Intel saw higher prices boost its profitability in the quarter ending in March despite unit sales declines, as the world’s largest chipmaker raised its sales outlook for the year.
Sales at the Silicon Valley bellwether were up 8 per cent to $14.8bn, in line with Wall Street forecasts, while net income leapt 45 per cent to $3.0bn. Earnings were 61 cents per share.

Intel said on Thursday that revenue for the full year would be around $60bn, a slight uptick on last year’s $59.4bn and $500m more than its previous guidance, but broadly matching what analysts had already anticipated. It said earnings would be around $2.85 for the year.

“The first quarter was another record quarter, coming off a record 2016,” said Brian Krzanich, Intel’s chief executive. He said that rising average selling prices showed “continued demand for high-performance computing” and boosted margins.

Client computing, which includes PCs, saw revenues grow 6 per cent to $8.0bn, thanks to improving pricing trends counterbalancing overall volume declines. Sales for data centre products, where Intel has seen its strongest growth in recent quarters, were also up 6 per cent to $4.2bn, with a similar dynamic of higher prices offsetting a 1 per cent decline in sales volumes.

The “internet of things”, despite the hype surrounding the idea, remained only 5 per cent of Intel’s overall sales, albeit growing at a faster rate than its main businesses, up 11 per cent to $721m.
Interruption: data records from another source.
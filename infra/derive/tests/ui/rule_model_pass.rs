use rulekit_codec::prelude::*;

#[rule_model(tag = "ui.weekend")]
pub struct Weekend {}

impl Rule for Weekend {
    fn matches(&self, date: NaiveDate) -> bool {
        matches!(date.weekday(), Weekday::Sat | Weekday::Sun)
    }
}

#[rule_model]
pub struct Shifted {
    pub days: i64,
    pub rule: Box<dyn Rule>,
}

impl Rule for Shifted {
    fn matches(&self, date: NaiveDate) -> bool {
        TimeDelta::try_days(self.days)
            .and_then(|delta| date.checked_sub_signed(delta))
            .is_some_and(|shifted| self.rule.matches(shifted))
    }
}

fn main() {
    assert_eq!(<Weekend as RuleModel>::TAG, "ui.weekend");
    assert!(<Shifted as RuleModel>::TAG.ends_with(".Shifted"));
    assert_eq!(Weekend::type_info().tag(), "ui.weekend");
}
Intel’s shares gave up most of their gains of the last week, down 3.6 per cent in after-hours trading. The stock is up about 18 per cent over the past 12 months, fuelled by its aggressive push into self-driving cars with the $15bn acquisition of Mobileye, its move into new high-performance memory, growth in servers fuelled by “big data” and the relative stabilisation of the PC market.